At the time that he entered the store, she was engaged in serving a family group. In fairness to the accused, when he was taxed with this offence at a later stage, he expressed dismay that he had been involved in offending at a time when children were present and that expression of regret is to his credit.

3. Both of these offences were committed during the currency of a 2-year suspended sentence which had been imposed by a different Circuit Court Judge and which was activated by her when these matters came to light. These present offences were committed some four months after he had entered into the bond to keep the peace and be of good behaviour as a condition of benefiting from the suspended sentence. The Circuit Court Judge dealing with the present cases was told that the sentences that she was going to impose had to be consecutive. While all counsel in the case were agreed that this was the situation, it would seem that this was an error, and that, rather, the question of consecutivity was a matter of discretion. A statutory amendment which would require consecutive sentences had not taken effect at that stage. Be that as it may, in the Court’s view, this was very definitely a case for consecutive sentences. It was, in truth, a case where the discretion could realistically be exercised only in one way.

4. So far as the background and personal circumstances of the appellant are concerned, he is 33 years of age. He has three children aged nine, five and four years. The sentencing Court was told that he had a good relationship with his children and that this familial relationship was a positive feature of his life.
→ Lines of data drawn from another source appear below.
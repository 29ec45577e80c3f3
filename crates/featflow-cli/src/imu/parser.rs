use csv::Reader;
use nalgebra::Vector3;
use std::fs::File;
use std::path::Path;

use crate::errors::{CliError, Result};
use crate::types::ImuSample;

const COLUMNS: [&str; 7] = ["timestamp", "gyro_x", "gyro_y", "gyro_z", "accel_x", "accel_y", "accel_z"];

/// Parser for IMU data from CSV files
pub struct ImuParser;

impl ImuParser {
    /// Parse IMU samples from a CSV file
    ///
    /// Expected format, with a header row:
    /// timestamp_seconds,gyro_x,gyro_y,gyro_z,accel_x,accel_y,accel_z
    pub fn parse_file<P: AsRef<Path>>(path: P) -> Result<Vec<ImuSample>> {
        let file = File::open(path.as_ref())
            .map_err(|_| CliError::ImuFileNotFound(path.as_ref().display().to_string()))?;

        let mut samples = Self::parse_reader(file)?;
        samples.sort_by(|a, b| a.timestamp.total_cmp(&b.timestamp));
        log::info!("Loaded {} IMU samples from file", samples.len());
        Ok(samples)
    }

    pub fn parse_reader<R: std::io::Read>(reader: R) -> Result<Vec<ImuSample>> {
        let mut reader = Reader::from_reader(reader);
        let mut samples = Vec::new();

        for (line_number, result) in reader.records().enumerate() {
            // +1 for header, +1 for 1-based indexing
            let line = line_number + 2;
            let record = result.map_err(|e| CliError::ImuFormat {
                line,
                message: format!("CSV error: {}", e),
            })?;

            if record.len() < COLUMNS.len() {
                return Err(CliError::ImuFormat {
                    line,
                    message: format!(
                        "Expected at least {} columns, found {}",
                        COLUMNS.len(),
                        record.len()
                    ),
                });
            }

            let mut values = [0.0f64; 7];
            for (i, name) in COLUMNS.iter().enumerate() {
                values[i] = record[i].trim().parse().map_err(|e| CliError::ImuFormat {
                    line,
                    message: format!("Invalid {}: {}", name, e),
                })?;
            }

            samples.push(ImuSample::new(
                values[0],
                Vector3::new(values[1], values[2], values[3]),
                Vector3::new(values[4], values[5], values[6]),
            ));
        }

        if samples.is_empty() {
            return Err(CliError::ImuFormat {
                line: 0,
                message: "No IMU samples found in file".to_string(),
            });
        }
        Ok(samples)
    }
}
use thiserror::Error;

/// Failures surfaced by [`crate::track::Tracker`].
///
/// Per-feature tracking losses are not errors; they show up in
/// [`crate::track::UpdateStats`] instead.
#[derive(Debug, Clone, PartialEq, Eq, Error)]
pub enum TrackerError {
    #[error("Invalid tracker configuration: {0}")]
    InvalidConfig(String),

    #[error("Image {width}x{height} leaves no interior region with a {margin}px margin")]
    ImageTooSmall { width: u32, height: u32, margin: u32 },

    #[error("Image dimensions changed from {expected:?} to {actual:?}")]
    DimensionMismatch {
        expected: (u32, u32),
        actual: (u32, u32),
    },

    #[error("Tracker rejected an earlier frame and must be reset before further updates")]
    Poisoned,
}

pub type Result<T> = std::result::Result<T, TrackerError>;
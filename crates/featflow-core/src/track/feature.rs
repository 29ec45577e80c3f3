use std::fmt;

use nalgebra::Vector2;

use crate::track::feat_descriptor::Descriptor;

/// Persistent track identifier. Allocated once and never handed out again.
#[derive(Debug, Clone, Copy, PartialEq, Eq, PartialOrd, Ord, Hash)]
pub struct FeatureId(pub u64);

impl fmt::Display for FeatureId {
    fn fmt(&self, f: &mut fmt::Formatter<'_>) -> fmt::Result {
        write!(f, "#{}", self.0)
    }
}

/// Monotonic identifier source owned by the tracker.
#[derive(Debug, Clone)]
pub struct IdAllocator {
    next: u64,
}

impl IdAllocator {
    pub fn new() -> Self {
        Self { next: 1 }
    }

    pub fn allocate(&mut self) -> FeatureId {
        let id = FeatureId(self.next);
        self.next += 1;
        id
    }

    /// Number of identifiers handed out so far.
    pub fn issued(&self) -> u64 {
        self.next - 1
    }
}

impl Default for IdAllocator {
    fn default() -> Self {
        Self::new()
    }
}

/// A single 2-D track.
#[derive(Debug, Clone)]
pub struct Feature {
    id: FeatureId,
    px_uv: Vector2<f32>,
    descriptor: Option<Descriptor>,
    /// Frames survived since creation or the last recovery.
    pub age: u32,
    pub birth_frame: u64,
    pub last_seen_frame: u64,
    /// How many times this identity was recovered from the dropped pool.
    pub recoveries: u32,
}

impl Feature {
    pub(crate) fn new(
        id: FeatureId,
        px_uv: Vector2<f32>,
        descriptor: Option<Descriptor>,
        frame: u64,
    ) -> Self {
        Self {
            id,
            px_uv,
            descriptor,
            age: 0,
            birth_frame: frame,
            last_seen_frame: frame,
            recoveries: 0,
        }
    }

    pub fn id(&self) -> FeatureId {
        self.id
    }

    pub fn px_uv(&self) -> Vector2<f32> {
        self.px_uv
    }

    pub fn descriptor(&self) -> Option<&Descriptor> {
        self.descriptor.as_ref()
    }

    pub(crate) fn advance(&mut self, px_uv: Vector2<f32>, frame: u64) {
        self.px_uv = px_uv;
        self.age = self.age.saturating_add(1);
        self.last_seen_frame = frame;
    }

    pub(crate) fn set_descriptor(&mut self, descriptor: Option<Descriptor>) {
        self.descriptor = descriptor;
    }

    /// Moves a dropped feature onto a fresh detection, keeping its identity.
    pub(crate) fn recover(&mut self, px_uv: Vector2<f32>, descriptor: Descriptor, frame: u64) {
        self.px_uv = px_uv;
        self.descriptor = Some(descriptor);
        self.age = 0;
        self.last_seen_frame = frame;
        self.recoveries = self.recoveries.saturating_add(1);
    }
}

/// A feature waiting in the recovery pool.
#[derive(Debug, Clone)]
pub(crate) struct DroppedFeature {
    pub feature: Feature,
    pub dropped_frame: u64,
}

#[cfg(test)]
mod tests {
    use super::*;

    #[test]
    fn allocator_never_repeats() {
        let mut ids = IdAllocator::new();
        let a = ids.allocate();
        let b = ids.allocate();
        assert_ne!(a, b);
        assert!(b > a);
        assert_eq!(ids.issued(), 2);
    }

    #[test]
    fn recovery_resets_age_and_counts() {
        let mut feature = Feature::new(FeatureId(7), Vector2::new(1.0, 2.0), None, 3);
        feature.advance(Vector2::new(2.0, 2.0), 4);
        assert_eq!(feature.age, 1);
        feature.recover(Vector2::new(5.0, 5.0), Descriptor([1; 32]), 6);
        assert_eq!(feature.id(), FeatureId(7));
        assert_eq!(feature.age, 0);
        assert_eq!(feature.recoveries, 1);
        assert_eq!(feature.last_seen_frame, 6);
        assert!(feature.descriptor().is_some());
    }
}
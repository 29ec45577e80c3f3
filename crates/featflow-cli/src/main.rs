use std::fs::File;
use std::io::{self, BufWriter};
use std::path::PathBuf;

use anyhow::{Context, Result, bail};
use featflow_cli::{Replay, ReplayConfig};
use tracing::info;
use tracing_subscriber::{EnvFilter, fmt};

const USAGE: &str = "usage: featflow <config.{yaml,json}> <image_dir> [imu.csv] [--out poses.jsonl]";

struct Args {
    config: PathBuf,
    images: PathBuf,
    imu: Option<PathBuf>,
    out: Option<PathBuf>,
}

impl Args {
    fn parse(mut args: impl Iterator<Item = String>) -> Result<Self> {
        let mut positional = Vec::new();
        let mut out = None;
        while let Some(arg) = args.next() {
            match arg.as_str() {
                "--out" | "-o" => match args.next() {
                    Some(path) => out = Some(PathBuf::from(path)),
                    None => bail!("--out needs a path\n{USAGE}"),
                },
                "--help" | "-h" => bail!("{USAGE}"),
                _ => positional.push(PathBuf::from(arg)),
            }
        }
        let mut positional = positional.into_iter();
        let (Some(config), Some(images)) = (positional.next(), positional.next()) else {
            bail!("{USAGE}");
        };
        let imu = positional.next();
        if positional.next().is_some() {
            bail!("too many arguments\n{USAGE}");
        }
        Ok(Self {
            config,
            images,
            imu,
            out,
        })
    }
}

fn main() -> Result<()> {
    tracing_subscriber::fmt()
        .with_target(false)
        .with_timer(fmt::time::uptime())
        .with_writer(io::stderr)
        .with_env_filter(EnvFilter::try_from_default_env().unwrap_or_else(|_| EnvFilter::new("info")))
        .init();

    let args = Args::parse(std::env::args().skip(1))?;
    let config = ReplayConfig::load(&args.config)
        .with_context(|| format!("loading config {}", args.config.display()))?;
    let replay = Replay::new(config);

    let summary = match &args.out {
        Some(path) => {
            let file = File::create(path).with_context(|| format!("creating {}", path.display()))?;
            replay.run(&args.images, args.imu.as_deref(), BufWriter::new(file))?
        }
        None => replay.run(&args.images, args.imu.as_deref(), io::stdout())?,
    };

    info!(
        "{} frames ({} tracked), {} IMU samples, {} active features, {} ids issued",
        summary.frames,
        summary.frames_tracked,
        summary.imu_samples,
        summary.active_features,
        summary.ids_issued
    );
    if let Some(rounds) = summary.optimizer_rounds {
        info!("optimizer ran {rounds} rounds");
    }
    Ok(())
}
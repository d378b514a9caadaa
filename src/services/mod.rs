//! Application services layer - Use cases and business logic.
//!
//! Services orchestrate domain logic and infrastructure to fulfill
//! application use cases. They depend on abstractions (traits) for
//! dependency inversion.
//!
//! Operations that read then write run inside a Unit of Work transaction.

pub mod container;
mod identity_service;
mod oauth_service;
mod token_service;
mod user_service;

// Service Container
pub use container::{ServiceContainer, Services};

// Service traits and implementations
pub use identity_service::{IdentityResolver, IdentityService, LocalRegistration, Registration};
pub use oauth_service::{OAuthFlow, OAuthService};
pub use token_service::{Claims, TokenIssuer, TokenResponse, TokenService};
pub use user_service::{UserManager, UserService};
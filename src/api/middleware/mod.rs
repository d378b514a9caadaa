//! API middleware.

mod auth;
mod rate_limit;

pub use auth::{auth_middleware, CurrentUser};
pub use rate_limit::{rate_limit_auth_middleware, RateLimitError};
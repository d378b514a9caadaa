//! Application state - Dependency injection container.
//!
//! Provides centralized access to all application services and infrastructure.

use std::sync::Arc;

use crate::infra::{Database, SessionStore};
use crate::services::{
    IdentityService, OAuthService, ServiceContainer, TokenService, UserService,
};

/// Application state shared by every handler.
#[derive(Clone)]
pub struct AppState {
    /// Identity resolver
    pub identity: Arc<dyn IdentityService>,
    /// Access and link tokens
    pub tokens: Arc<dyn TokenService>,
    pub users: Arc<dyn UserService>,
    /// OAuth authorization-code flow
    pub oauth: Arc<dyn OAuthService>,
    /// Session store (rate limits, revocations)
    pub sessions: Arc<dyn SessionStore>,
    /// Database handle for health checks; `None` when running in memory
    pub database: Option<Arc<Database>>,
    /// Whether a reverse proxy in front of us sets `X-Forwarded-For`
    pub trust_forwarded_for: bool,
}

impl AppState {
    /// Create application state from a service container.
    pub fn new(
        services: &dyn ServiceContainer,
        sessions: Arc<dyn SessionStore>,
        database: Option<Arc<Database>>,
    ) -> Self {
        Self {
            identity: services.identity(),
            tokens: services.tokens(),
            users: services.users(),
            oauth: services.oauth(),
            sessions,
            database,
            trust_forwarded_for: false,
        }
    }

    /// Identify rate-limited clients by the proxy-appended forwarding hop.
    pub fn trusting_forwarded_for(mut self, trust: bool) -> Self {
        self.trust_forwarded_for = trust;
        self
    }
}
In terms of his previous convictions, 65 were recorded of which 16 were from the Circuit Court, one came from the Central Criminal Court and was for manslaughter in respect of which he received a 6-year sentence in 2003. There were also five robbery offences, two s. 3 assaults, two s. 2 assaults, offences of possession of knives, affray, assaults on a Peace Officer and three recorded theft convictions.

5. A focus of the appeal hearing, apart from the question of consecutivity, has been on the failure of the sentencing Judge to suspend any portion of her sentence. It is the situation that the sentencing Judge did address the question of potentially suspending the sentence, she referred to the fact that the suspension of six months was an option that she had considered, but indicated that she had decided against that in a situation where the appellant had reoffended so seriously a very short time after entering the bond.

6. In the Court’s view, the suggestion that the sentences imposed were unduly severe borders on the unstateable. The only question for consideration by the Court is whether the sentences should be increased. In particular, the Court has given active consideration to increasing the aggregate sentence and then proceeding to suspend a portion, leaving the appellant to serve the same actual custodial term, but which would mean that he would be subject to a significant suspended sentence on his release.

7. In the circumstances of the case, we have decided not to embark on that route. The Court, however, would like to make the point that practitioners and others should not assume that the Court will always give a specific warning in relation to the extent of the sentencing powers available to the Court of Appeal when dealing with appeals against severity of sentence. Practitioners will need to consider the full implications of proceeding with cases where there is no realistic prospect of success. In the circumstances of this case, the Court will confine itself to dismissing the appeal.